─── RECORDS ───

//! Line-oriented parsing of definition text into a [`Tree`].
//!
//! ## Overview
//!
//! Input is consumed one line at a time, in a single pass:
//!
//! - **Blank lines** and lines starting with `//` are skipped
//! - **Record lines** start at column 0: `entity.property.action // description`
//! - **Section lines** start with `@` (after optional indentation)
//! - **Field lines** are everything else and belong to the open record
//!
//! Section and field lines that appear before any record are ignored.
//!
//! ## Field lines
//!
//! ```text
//! username maxLength="32"            required field with an attribute
//! nickname? // shown publicly         optional field, no default
//! [port="8080"] min=1 max='65535'     optional field with a default
//! ```
//!
//! ## Errors
//!
//! The first failure aborts the parse and is returned wrapped in
//! [`Error::Line`], naming the line number and its content.
//!
//! ```rust
//! use actdef::parse;
//!
//! let err = parse("user.get\n    [id=\"1\"").unwrap_err();
//! assert!(err.is_format());
//! assert_eq!(err.line(), Some(2));
//! ```

use crate::error::{is_identifier_char, Error, Result};
use crate::escape::{unescape_description, unescape_value};
use crate::field::{AttributeValue, Field};
use crate::record::Record;
use crate::section::MAIN_SECTION;
use crate::tree::Tree;
use std::str::FromStr;
use tracing::{debug, trace};

/// Parses definition text into a tree.
///
/// # Errors
///
/// Fails on duplicate record, section or field names, invalid names,
/// malformed field lines and unterminated brackets or quotes.
pub fn parse(text: &str) -> Result<Tree> {
    Parser::new(text).parse()
}

impl FromStr for Tree {
    type Err = Error;

    fn from_str(s: &str) -> Result<Self> {
        parse(s)
    }
}

#[derive(Clone, Copy, Debug, PartialEq, Eq)]
enum LineKind {
    Blank,
    Comment,
    Record,
    Section,
    Field,
}

fn classify(line: &str) -> LineKind {
    let trimmed = line.trim();
    if trimmed.is_empty() {
        LineKind::Blank
    } else if trimmed.starts_with("//") {
        LineKind::Comment
    } else if trimmed.starts_with('@') {
        LineKind::Section
    } else if line.starts_with(char::is_whitespace) {
        LineKind::Field
    } else {
        LineKind::Record
    }
}

/// Splits `text` at the first `//` into the part before it and a decoded,
/// trimmed description. An empty description counts as absent.
fn split_description(text: &str) -> (&str, Option<String>) {
    match text.find("//") {
        Some(index) => (&text[..index], description(&text[index + 2..])),
        None => (text, None),
    }
}

fn description(raw: &str) -> Option<String> {
    let raw = raw.trim();
    if raw.is_empty() {
        None
    } else {
        Some(unescape_description(raw))
    }
}

/// Parser state across lines.
pub struct Parser<'a> {
    input: &'a str,
    tree: Tree,
    current_record: Option<String>,
    current_section: String,
}

impl<'a> Parser<'a> {
    /// Creates a parser over `input`. Nothing is read until [`Parser::parse`].
    pub fn new(input: &'a str) -> Self {
        Parser {
            input,
            tree: Tree::new(),
            current_record: None,
            current_section: MAIN_SECTION.to_string(),
        }
    }

    /// Consumes every line and returns the finished tree.
    pub fn parse(mut self) -> Result<Tree> {
        let input = self.input;
        for (index, line) in input.lines().enumerate() {
            let number = index + 1;
            if let Err(error) = self.parse_line(number, line) {
                debug!(line = number, %error, "parse failed");
                return Err(error.at_line(number, line));
            }
        }
        debug!(
            "Parsed {} record{}",
            self.tree.len(),
            if self.tree.len() == 1 { "" } else { "s" }
        );
        Ok(self.tree)
    }

    fn parse_line(&mut self, number: usize, line: &str) -> Result<()> {
        let kind = classify(line);
        trace!(line = number, ?kind, "classified");
        match kind {
            LineKind::Blank | LineKind::Comment => Ok(()),
            LineKind::Record => self.parse_record_line(line),
            LineKind::Section => self.parse_section_line(line),
            LineKind::Field => self.parse_field_line(line),
        }
    }

    fn current_record_mut(&mut self) -> Option<&mut Record> {
        let name = self.current_record.as_deref()?;
        self.tree.get_record_mut(name)
    }

    fn parse_record_line(&mut self, line: &str) -> Result<()> {
        let (head, description) = split_description(line);
        let path = head.split_whitespace().next().unwrap_or_default();

        let mut record = Record::from_path(path)?;
        record.set_description(description.as_deref());
        let full_name = record.full_name();
        self.tree.insert_record(record)?;

        self.current_record = Some(full_name);
        self.current_section = MAIN_SECTION.to_string();
        Ok(())
    }

    fn parse_section_line(&mut self, line: &str) -> Result<()> {
        let rest = line.trim_start().trim_start_matches('@');
        let end = rest.find(|ch: char| !is_identifier_char(ch)).unwrap_or(rest.len());
        let name = &rest[..end];

        let Some(record) = self.current_record_mut() else {
            trace!(section = name, "section outside of a record ignored");
            return Ok(());
        };
        record.add_section(name)?;
        self.current_section = name.to_string();
        Ok(())
    }

    fn parse_field_line(&mut self, line: &str) -> Result<()> {
        if self.current_record.is_none() {
            trace!("field outside of a record ignored");
            return Ok(());
        }
        let field = parse_field(line.trim())?;
        let section = self.current_section.clone();
        match self.current_record_mut() {
            Some(record) => record.add_field_to(&section, field).map(|_| ()),
            None => Ok(()),
        }
    }
}

/// Parses a single field line (without indentation).
///
/// ```rust
/// use actdef::parse_field;
///
/// let field = parse_field(r#"[port="8080"] min="1" max="65535" // Port number"#).unwrap();
/// assert_eq!(field.name(), "port");
/// assert_eq!(field.default_value(), Some("8080"));
/// assert_eq!(field.get_attribute("max"), Some("65535"));
/// assert_eq!(field.description(), Some("Port number"));
/// ```
///
/// # Errors
///
/// Returns a format error when no field name can be extracted, when a
/// bracketed field is not closed, or when a quoted value is unterminated.
pub fn parse_field(line: &str) -> Result<Field> {
    let mut scanner = Scanner::new(line);

    let mut field = if scanner.peek_char() == Some('[') {
        scanner.next_char();
        scanner.skip_whitespace();
        let (name, default) = scanner.read_token(true)?;
        scanner.skip_whitespace();
        if scanner.next_char() != Some(']') {
            return Err(Error::format("unterminated bracket: expected ']'"));
        }
        Field::optional(name, default.as_deref())?
    } else {
        let name = scanner.read_while(is_identifier_char);
        if name.is_empty() {
            return Err(Error::format("field line has no name"));
        }
        if scanner.peek_char() == Some('?') {
            scanner.next_char();
            Field::optional(name, None)?
        } else {
            Field::required(name)?
        }
    };

    let (attributes, description) = scanner.read_tail()?;
    for (name, value) in attributes {
        field.set_attribute(name, AttributeValue(value));
    }
    field.set_description(description.as_deref());
    Ok(field)
}

type Attribute = (String, Option<String>);

/// Character cursor over a single field line.
struct Scanner<'a> {
    input: &'a str,
    position: usize,
}

impl<'a> Scanner<'a> {
    fn new(input: &'a str) -> Self {
        Scanner { input, position: 0 }
    }

    fn rest(&self) -> &'a str {
        &self.input[self.position..]
    }

    fn peek_char(&self) -> Option<char> {
        self.rest().chars().next()
    }

    fn next_char(&mut self) -> Option<char> {
        let ch = self.peek_char()?;
        self.position += ch.len_utf8();
        Some(ch)
    }

    fn at_end(&self) -> bool {
        self.position >= self.input.len()
    }

    fn skip_whitespace(&mut self) {
        while let Some(ch) = self.peek_char() {
            if ch.is_whitespace() {
                self.next_char();
            } else {
                break;
            }
        }
    }

    fn read_while<F: Fn(char) -> bool>(&mut self, accept: F) -> &'a str {
        let start = self.position;
        while let Some(ch) = self.peek_char() {
            if !accept(ch) {
                break;
            }
            self.next_char();
        }
        &self.input[start..self.position]
    }

    /// Reads `name` or `name=value`. Inside brackets, bare names and values
    /// stop at `]`.
    fn read_token(&mut self, in_bracket: bool) -> Result<Attribute> {
        let name = self.read_while(|ch| !ch.is_whitespace() && ch != '=' && !(in_bracket && ch == ']'));
        if name.is_empty() {
            return Err(Error::format(format!(
                "expected a name, found {:?}",
                self.rest()
            )));
        }

        if self.peek_char() != Some('=') {
            return Ok((name.to_string(), None));
        }
        self.next_char();

        let value = match self.peek_char() {
            Some(quote @ ('"' | '\'')) => self.read_quoted(quote)?,
            _ => self
                .read_while(|ch| !ch.is_whitespace() && !(in_bracket && ch == ']'))
                .to_string(),
        };
        Ok((name.to_string(), Some(value)))
    }

    fn read_quoted(&mut self, quote: char) -> Result<String> {
        self.next_char(); // consume opening quote
        let start = self.position;
        while let Some(ch) = self.next_char() {
            if ch == '\\' {
                self.next_char();
            } else if ch == quote {
                let raw = &self.input[start..self.position - quote.len_utf8()];
                return Ok(unescape_value(raw));
            }
        }
        Err(Error::format(format!("unterminated {quote} quoted value")))
    }

    /// Reads attribute tokens up to the end of the line or a `//` comment.
    fn read_tail(&mut self) -> Result<(Vec<Attribute>, Option<String>)> {
        let mut attributes = Vec::new();
        loop {
            self.skip_whitespace();
            if self.at_end() {
                return Ok((attributes, None));
            }
            if let Some(comment) = self.rest().strip_prefix("//") {
                return Ok((attributes, description(comment)));
            }
            attributes.push(self.read_token(false)?);
        }
    }
}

───

The required output is every line above that contains the string "names".

- [TASK ANSWER]
/// Fails on duplicate record, section or field names, invalid names,
    /// Reads `name` or `name=value`. Inside brackets, bare names and values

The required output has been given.